Citation: 2004 FC 139

Ottawa, Ontario, the 29th day of January 2004

PRESENT: THE HONOURABLE MR. JUSTICE BEAUDRY

In re the Income Tax Act

and

In re one or more assessments by the Minister of National Revenue

pursuant to one or more of the following statutes: the Income Tax Act,

the Canada Pension Plan and the Employment Insurance Act

Respondent

AGAINST:

                                                        PASQUALE MARRAZZA

141 Glengarry Avenue

Mont-Royal, Quebec

H3R 1A3

                                                                                                                                Judgment debtor

                                                                           and

                                         LAURENTIAN TRUST OF CANADA INC.

1981 McGill College Avenue

Montréal, Quebec

H3A 2Y2

                                                                                                                         Third party/appellant


                                                                             

REASONS FOR ORDER AND ORDER

[1]                The judgment debtor Pasquale Marrazza owns an RRSP with Laurentian Trust of Canada Inc. (Trust), one investment from which was assigned to the Laurentian Bank of Canada (the Bank). Additionally, according to a certificate dated January 25, 2002, and filed with the Court the same day, the judgment debtor is indebted to the Department of National Revenue (the Department) for the sum of $22,074.91 plus interest. On February 24, 2003, Prothonotary Morneau made an interim garnishee order requiring the Trust to take the amount from Mr. Marrazza's account and pay it to the Department. In an affidavit dated March 3, 2003, the Trust said it owed nothing to Mr. Marrazza. In an order dated April 28, 2003, Prothonotary Lafrenière made a final garnishee order against the Trust. The latter is now appealing the decision of Prothonotary Lafrenière on the ground that it is not the Trust but the Bank which owes Mr. Marrazza and that the Department should have approached the Bank, not the Trust.

POINTS AT ISSUE

[2]                The points at issue are the following:

(1)       Should the new evidence the appellant wishes to submit be considered by the Court?

(2)        Is the Trust the third party which "owes" the judgment debtor the sum the latter invested in an RRSP?


[3]                For the reasons given below, I answer the first question in the negative and the second in the affirmative. Accordingly, I will dismiss the appeal.

IMPUGNED DECISION

[4]                In his order of April 28, 2003, Prothonotary Lafrenière ruled in favour of the Department and ordered that the Trust immediately pay the Department the amounts in Mr. Marrazza's RRSP (less certain costs).
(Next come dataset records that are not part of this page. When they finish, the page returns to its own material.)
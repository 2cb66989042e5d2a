//! Existence check and session opening.

use searchhub_protocol::{CheckRequest, InitUploadRequest, RemoteProgress};
use searchhub_transfer::{ChunkPlan, Fingerprint, UploadSubject};
use tracing::debug;

use crate::error::UploadError;
use crate::store::RemoteStore;

/// An open upload session.
#[derive(Debug, Clone, PartialEq, Eq)]
pub struct SessionHandle {
    pub upload_id: String,
    /// Chunk count declared when the session was opened.
    pub total_chunks: usize,
}

/// Talks to the store before any chunk is sent.
///
/// Every failure, transport or server-declared, is reported as
/// [`UploadError::Negotiation`] and never retried.
pub struct SessionNegotiator<'a> {
    store: &'a dyn RemoteStore,
}

impl<'a> SessionNegotiator<'a> {
    pub fn new(store: &'a dyn RemoteStore) -> Self {
        Self { store }
    }

    /// Returns `true` if the store already holds content with `fingerprint`.
    pub async fn check_exists(&self, fingerprint: &Fingerprint) -> Result<bool, UploadError> {
        let req = CheckRequest {
            hash: fingerprint.to_string(),
        };
        let resp = self
            .store
            .check(&req)
            .await
            .map_err(|e| UploadError::Negotiation(format!("existence check: {e}")))?;

        let exists = resp
            .into_reply()
            .into_result()
            .map_err(UploadError::Negotiation)?;
        debug!(%fingerprint, exists, "existence check answered");
        Ok(exists)
    }

    /// Opens a session for `subject` declaring `plan.len()` chunks.
    pub async fn open(
        &self,
        subject: &dyn UploadSubject,
        fingerprint: &Fingerprint,
        plan: &ChunkPlan,
        folder: Option<&str>,
    ) -> Result<SessionHandle, UploadError> {
        let total_chunks = u32::try_from(plan.len()).map_err(|_| {
            UploadError::Negotiation(format!("too many chunks: {}", plan.len()))
        })?;

        let req = InitUploadRequest {
            filename: subject.name().to_string(),
            hash: fingerprint.to_string(),
            total_size: subject.size(),
            total_chunks,
            folder: folder.map(str::to_string),
        };
        let resp = self
            .store
            .init_upload(&req)
            .await
            .map_err(|e| UploadError::Negotiation(format!("session open: {e}")))?;

        let upload_id = resp
            .into_reply()
            .into_result()
            .map_err(UploadError::Negotiation)?;
        debug!(file = subject.name(), %upload_id, total_chunks, "session opened");

        Ok(SessionHandle {
            upload_id,
            total_chunks: plan.len(),
        })
    }

    /// Reads the store's view of an open session.
    pub async fn query_progress(&self, upload_id: &str) -> Result<RemoteProgress, UploadError> {
        let resp = self
            .store
            .upload_progress(upload_id)
            .await
            .map_err(|e| UploadError::Negotiation(format!("progress query: {e}")))?;
        resp.into_reply()
            .into_result()
            .map_err(UploadError::Negotiation)
    }
}
//! Client-side building blocks for chunked uploads.
//!
//! Splits an [`UploadSubject`] into a [`ChunkPlan`], tracks which chunks the
//! store acknowledged, derives the dedup [`Fingerprint`], and reports
//! progress through a caller-supplied callback.

mod chunked;
mod fingerprint;
mod progress;
mod subject;
mod types;
mod validation;

pub use chunked::{ChunkPlan, ChunkRange};
pub use fingerprint::{Fingerprint, derive_fingerprint};
pub use progress::{ProgressCallback, ProgressReporter};
pub use subject::{FileSubject, MemorySubject, UploadSubject};
pub use types::AcknowledgedSet;
pub use validation::validate_folder_name;

/// Default chunk size: 5 MiB, shared with the file store.
pub const DEFAULT_CHUNK_SIZE: u64 = searchhub_protocol::constants::CHUNK_SIZE;

/// Errors produced by the transfer crate.
#[derive(Debug, thiserror::Error)]
pub enum TransferError {
    #[error("I/O error: {0}")]
    Io(#[from] std::io::Error),

    #[error("chunk {index} is outside the plan of {planned} chunks")]
    ChunkOutOfRange { index: usize, planned: usize },

    #[error("byte range {start}..{end} exceeds subject size {size}")]
    RangeOutOfBounds { start: u64, end: u64, size: u64 },

    #[error("invalid folder: {0}")]
    InvalidFolder(String),
}
use searchhub_transfer::{ChunkRange, UploadSubject};
use tracing::trace;

use crate::error::UploadError;
use crate::negotiator::SessionHandle;
use crate::store::RemoteStore;

/// Sends single chunks. Stateless and never retries.
pub struct ChunkTransmitter<'a> {
    store: &'a dyn RemoteStore,
    subject: &'a dyn UploadSubject,
}

impl<'a> ChunkTransmitter<'a> {
    pub fn new(store: &'a dyn RemoteStore, subject: &'a dyn UploadSubject) -> Self {
        Self { store, subject }
    }

    /// Reads `chunk` from the subject and sends it under `session`.
    ///
    /// Returns the acknowledged index. Any failure, including a local read
    /// error, is a [`UploadError::Transmission`] naming the index.
    pub async fn send(
        &self,
        session: &SessionHandle,
        chunk: ChunkRange,
    ) -> Result<usize, UploadError> {
        let index = chunk.index;
        let failed = |reason: String| UploadError::Transmission { index, reason };

        let data = self
            .subject
            .read_range(chunk.start..chunk.end)
            .await
            .map_err(|e| failed(e.to_string()))?;

        trace!(upload_id = %session.upload_id, chunk = index, bytes = data.len(), "sending chunk");
        let resp = self
            .store
            .upload_chunk(&session.upload_id, index, data)
            .await
            .map_err(|e| failed(e.to_string()))?;

        resp.into_reply().into_result().map_err(failed)?;
        Ok(index)
    }
}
The prothonotary concluded that as trustee the Trust had the ultimate responsibility for managing the RRSP and so had the real control over the money invested:

There is no dispute that the documentation relating to the Registered Retirement Savings Plan designates the Laurentian Trust of Canada Inc. as a trustee. The ultimate responsibility for the management of the Plan therefore rests with the Laurentian Trust of Canada Inc. As such, it has de facto control over the monies. Consequently, service of the Garnishee Order on the Laurentian Trust of Canada Inc. was valid and effectively attached the monies under the direction of the trustee.

ANALYSIS

Should the new evidence the appellant wishes to submit be considered by the Court?

[5]                On Friday, November 14, 2003, the Trust informed the Court that it intended to submit new evidence with the motion to be submitted on Monday, November 17, 2003. This evidence was not before Prothonotary Lafrenière when he heard the parties and made his order of April 28, 2003. It involved the following documents:


-           affidavit of Manon Lévesque, dated May 7, 2003;

-           affidavit of Carmen Auclair, dated May 7, 2003;

-           formal demand for payment by the Canada Customs and Revenue Agency, dated November 27, 2001;

-           peremptory demand for information from Brigitte Raynault of the Canada Customs and Revenue Agency, sent to the Laurentian Bank on August 14, 2002;

-           document titled [TRANSLATION] "RRSP Summary", dated December 31, 2002;

-           judgment of the Montréal Superior Court, dated July 13, 1999, between Goldwater Dubé and Mr. Marrazza and the Laurentian Bank, in case No. 500-17-004262-989.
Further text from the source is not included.